For this demo we will use the train dataset from [Store Item Demand Forecasting Challenge](https://www.kaggle.com/c/demand-forecasting-kernels-only). You can download it from [here](https://www.kaggle.com/c/demand-forecasting-kernels-only/data?select=train.csv) or get from [our repo](https://github.com/upgini/upgini/raw/main/notebooks/train.csv.zip).

To speed up the search let's take a random sample.

In [2]:
from os.path import exists
import pandas as pd

df_path = "train.csv.zip" if exists("train.csv.zip") else "https://github.com/upgini/upgini/raw/main/notebooks/train.csv.zip"
df = pd.read_csv(df_path)
df = df.sample(n=10_000, random_state=0)
df["store"] = df["store"].astype(str)
df["item"] = df["item"].astype(str)
df["date"] = pd.to_datetime(df["date"])
df.sort_values("date", inplace=True)
df.reset_index(inplace=True, drop=True)
df.head()

Unnamed: 0,date,store,item,sales
0,2013-01-01,10,21,33
1,2013-01-01,5,24,26
2,2013-01-01,3,27,11
3,2013-01-02,9,7,24
4,2013-01-02,6,40,9


This dataset contains 5 years of records from 2013 to 2017. Let's split it into the train (2013–2016) and the evaluation (2017) parts.

In [3]:
train = df[df["date"] < "2017-01-01"]
test = df[df["date"] >= "2017-01-01"]

Let's also separate features from targets for future use.

In [4]:
train_features = train.drop(columns=["sales"])
train_target = train["sales"]
test_features = test.drop(columns=["sales"])
test_target = test["sales"]

## 2. Search relevant features with FeaturesEnricher

Next, we will use FeaturesEnricher on the train dataset to find features best suited for this particular target prediction.  
To do this, we need to specify the column containing **search key(s)**, in this case it's `date` and provide the target to predict.  
Also, we can specify any number of additional out-of-time valiadtion datasets to evaluate robustness of the features.
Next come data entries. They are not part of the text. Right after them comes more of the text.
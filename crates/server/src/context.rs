// Server context: everything one `toolhost serve` process owns

use crate::api::{self, AppState};
use anyhow::{Context, Result};
use std::sync::Arc;
use tokio::io::{AsyncRead, AsyncWrite};
use tokio::net::TcpListener;
use tokio_util::sync::CancellationToken;
use toolhost_core::{ServerConfig, ToolhostResult};
use toolhost_mcp::protocol::ServerInfo;
use toolhost_mcp::resources::{LocalFileProvider, ResourceProvider};
use toolhost_mcp::{run_scoped, ExamplePlugin, McpServer, Plugin};

/// Built in order config, plugin, protocol server. Listeners are attached
/// by `run`. Shutdown goes the other way: cancel the token, let the
/// transports drain, then stop the plugin.
pub struct ServerContext {
    config: ServerConfig,
    plugin: Arc<dyn Plugin>,
    mcp: Arc<McpServer>,
    shutdown: CancellationToken,
}

impl ServerContext {
    pub fn new(config: ServerConfig) -> ToolhostResult<Self> {
        let plugin = Arc::new(ExamplePlugin::new(config.plugin.clone()));
        Self::with_plugin(config, plugin)
    }

    pub fn with_plugin(config: ServerConfig, plugin: Arc<dyn Plugin>) -> ToolhostResult<Self> {
        let mut extra_providers: Vec<Arc<dyn ResourceProvider>> = Vec::new();
        if !config.resource_paths.is_empty() {
            let files = LocalFileProvider::new(&config.resource_paths)?;
            tracing::info!(roots = ?files.roots(), "Serving local files");
            extra_providers.push(Arc::new(files));
        }

        let info = ServerInfo {
            name: config.name.clone(),
            version: config.version.clone(),
        };
        let mcp = Arc::new(McpServer::from_plugin(info, plugin.as_ref(), extra_providers));

        Ok(Self {
            config,
            plugin,
            mcp,
            shutdown: CancellationToken::new(),
        })
    }

    /// Cancelling this token shuts the whole server down
    pub fn shutdown_token(&self) -> CancellationToken {
        self.shutdown.clone()
    }

    /// Bind the configured address and serve HTTP, plus the protocol on
    /// stdin/stdout when enabled
    pub async fn run(self) -> Result<()> {
        let addr = self.config.bind_addr();
        let listener = TcpListener::bind(&addr)
            .await
            .with_context(|| format!("Failed to bind {}", addr))?;

        if self.config.stdio {
            self.run_with(listener, Some((tokio::io::stdin(), tokio::io::stdout())))
                .await
        } else {
            self.run_with(listener, None::<(tokio::io::Stdin, tokio::io::Stdout)>)
                .await
        }
    }

    /// Serve on an already bound listener and an optional protocol stream.
    /// Returns once both transports ended and the plugin is stopped.
    pub async fn run_with<R, W>(self, listener: TcpListener, protocol_io: Option<(R, W)>) -> Result<()>
    where
        R: AsyncRead + Unpin,
        W: AsyncWrite + Unpin,
    {
        let context = Arc::new(self);
        let plugin = context.plugin.clone();

        run_scoped(plugin, |plugin| async move {
            let shutdown = context.shutdown.clone();
            let state = AppState {
                service: context.config.name.clone(),
                version: context.config.version.clone(),
                plugin,
            };

            // Either transport ending takes the other one down with it
            let http = async {
                let result = api::serve(listener, state, shutdown.clone()).await;
                shutdown.cancel();
                result
            };

            let protocol = async {
                let result = match protocol_io {
                    Some((reader, writer)) => {
                        tracing::info!("MCP server listening on stdio");
                        context.mcp.serve(reader, writer, shutdown.clone()).await
                    }
                    None => {
                        shutdown.cancelled().await;
                        Ok(())
                    }
                };
                shutdown.cancel();
                result
            };

            let (http_result, protocol_result) = tokio::join!(http, protocol);
            tracing::info!("Transports stopped, stopping plugin");

            http_result?;
            protocol_result.context("MCP transport failed")
        })
        .await
    }
}

#[cfg(test)]
mod tests {
    use super::*;
    use std::time::Duration;
    use tempfile::TempDir;
    use tokio::io::{AsyncBufReadExt, AsyncWriteExt, BufReader};
    use toolhost_core::ToolhostError;
    use toolhost_mcp::LifecycleState;

    fn config() -> ServerConfig {
        ServerConfig {
            stdio: false,
            ..ServerConfig::default()
        }
    }

    fn plugin() -> Arc<ExamplePlugin> {
        Arc::new(ExamplePlugin::default().with_env_lookup(|_| None))
    }

    #[test]
    fn test_missing_resource_path_is_configuration_error() {
        let temp_dir = TempDir::new().unwrap();
        let mut config = config();
        config.resource_paths = vec![temp_dir.path().join("missing")];

        let err = ServerContext::new(config).err().unwrap();
        assert!(matches!(err, ToolhostError::Configuration(_)));
    }

    #[tokio::test]
    async fn test_resource_paths_add_file_provider() {
        let temp_dir = TempDir::new().unwrap();
        std::fs::write(temp_dir.path().join("hello.txt"), "hi").unwrap();
        let mut config = config();
        config.resource_paths = vec![temp_dir.path().to_path_buf()];

        let context = ServerContext::with_plugin(config, plugin()).unwrap();
        let read = context.mcp.read_resource("file://hello.txt").await.unwrap();
        assert_eq!(read.contents[0].text.as_deref(), Some("hi"));
    }

    #[tokio::test]
    async fn test_run_serves_http_and_stops_plugin_on_shutdown() {
        let plugin = plugin();
        let context = ServerContext::with_plugin(config(), plugin.clone()).unwrap();
        let shutdown = context.shutdown_token();

        let listener = TcpListener::bind("127.0.0.1:0").await.unwrap();
        let addr = listener.local_addr().unwrap();
        let server = tokio::spawn(
            context.run_with(listener, None::<(tokio::io::Empty, tokio::io::Sink)>),
        );

        let client = reqwest::Client::new();
        let mut ready = false;
        for _ in 0..50 {
            if let Ok(response) = client.get(format!("http://{}/ready", addr)).send().await {
                if response.status().is_success() {
                    ready = true;
                    break;
                }
            }
            tokio::time::sleep(Duration::from_millis(20)).await;
        }
        assert!(ready, "server never became ready");

        let health = client
            .get(format!("http://{}/health", addr))
            .send()
            .await
            .unwrap();
        assert!(health.status().is_success());

        shutdown.cancel();
        server.await.unwrap().unwrap();

        assert_eq!(plugin.state().await, LifecycleState::Idle);
        assert_eq!(plugin.active_tasks().await, 0);
    }

    #[tokio::test]
    async fn test_protocol_eof_shuts_down() {
        let plugin = plugin();
        let context = ServerContext::with_plugin(config(), plugin.clone()).unwrap();
        let listener = TcpListener::bind("127.0.0.1:0").await.unwrap();

        let (client, server_io) = tokio::io::duplex(16 * 1024);
        let (server_read, server_write) = tokio::io::split(server_io);
        let server = tokio::spawn(context.run_with(listener, Some((server_read, server_write))));

        let (client_read, mut client_write) = tokio::io::split(client);
        client_write
            .write_all(b"{\"jsonrpc\":\"2.0\",\"id\":1,\"method\":\"ping\"}\n")
            .await
            .unwrap();
        let mut lines = BufReader::new(client_read).lines();
        let line = lines.next_line().await.unwrap().unwrap();
        assert!(line.contains("\"result\""));

        client_write.shutdown().await.unwrap();
        drop(client_write);
        drop(lines);

        server.await.unwrap().unwrap();
        assert!(!plugin.is_running().await);
    }
}
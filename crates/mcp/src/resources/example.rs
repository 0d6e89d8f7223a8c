// Example in-memory resource provider (`example://` scheme)

use super::{ensure_scheme, ResourceProvider};
use bytes::Bytes;
use std::sync::atomic::{AtomicUsize, Ordering};
use std::time::Duration;
use toolhost_core::{ResourceInfo, ToolhostError, ToolhostResult};

pub const EXAMPLE_SCHEME: &str = "example";
pub const EXAMPLE_RESOURCE_URI: &str = "example://resource";

const EXAMPLE_CONTENT: &str = "This is an example resource served by toolhost.";

/// Serves a single static resource. Each fetch sleeps for a configurable
/// delay to stand in for real I/O.
#[derive(Debug)]
pub struct ExampleResourceProvider {
    delay: Duration,
    fetches: AtomicUsize,
}

impl Default for ExampleResourceProvider {
    fn default() -> Self {
        Self::new()
    }
}

impl ExampleResourceProvider {
    pub fn new() -> Self {
        Self::with_delay(Duration::from_millis(100))
    }

    pub fn with_delay(delay: Duration) -> Self {
        Self {
            delay,
            fetches: AtomicUsize::new(0),
        }
    }

    /// Number of reads that reached the (simulated) backing store
    pub fn fetch_count(&self) -> usize {
        self.fetches.load(Ordering::SeqCst)
    }

    fn info() -> ResourceInfo {
        ResourceInfo::new("Example Resource", EXAMPLE_RESOURCE_URI, "An example resource")
            .with_mime_type("text/plain")
            .with_size(EXAMPLE_CONTENT.len() as u64)
            .with_metadata("source", "memory")
    }
}

#[async_trait::async_trait]
impl ResourceProvider for ExampleResourceProvider {
    fn scheme(&self) -> &str {
        EXAMPLE_SCHEME
    }

    async fn list_resources(&self) -> ToolhostResult<Vec<ResourceInfo>> {
        Ok(vec![Self::info()])
    }

    async fn get_resource_info(&self, uri: &str) -> ToolhostResult<ResourceInfo> {
        let parsed = ensure_scheme(uri, EXAMPLE_SCHEME)?;
        if parsed.identifier() != "resource" {
            return Err(ToolhostError::not_found(uri));
        }
        Ok(Self::info())
    }

    async fn read_resource(&self, uri: &str) -> ToolhostResult<Bytes> {
        self.get_resource_info(uri).await?;

        tokio::time::sleep(self.delay).await;
        self.fetches.fetch_add(1, Ordering::SeqCst);

        Ok(Bytes::from_static(EXAMPLE_CONTENT.as_bytes()))
    }
}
We will use our test dataset to get the eavaluation metrics.  
Search step will take aroung *2 minutes*

In [18]:
from upgini import FeaturesEnricher, SearchKey
from upgini.metadata import CVType

enricher = FeaturesEnricher(
    search_keys={
      "date": SearchKey.DATE,
    },
    keep_input=True,
    cv=CVType.time_series
)
enricher.fit(train_features, train_target, eval_set=[(test_features, test_target)])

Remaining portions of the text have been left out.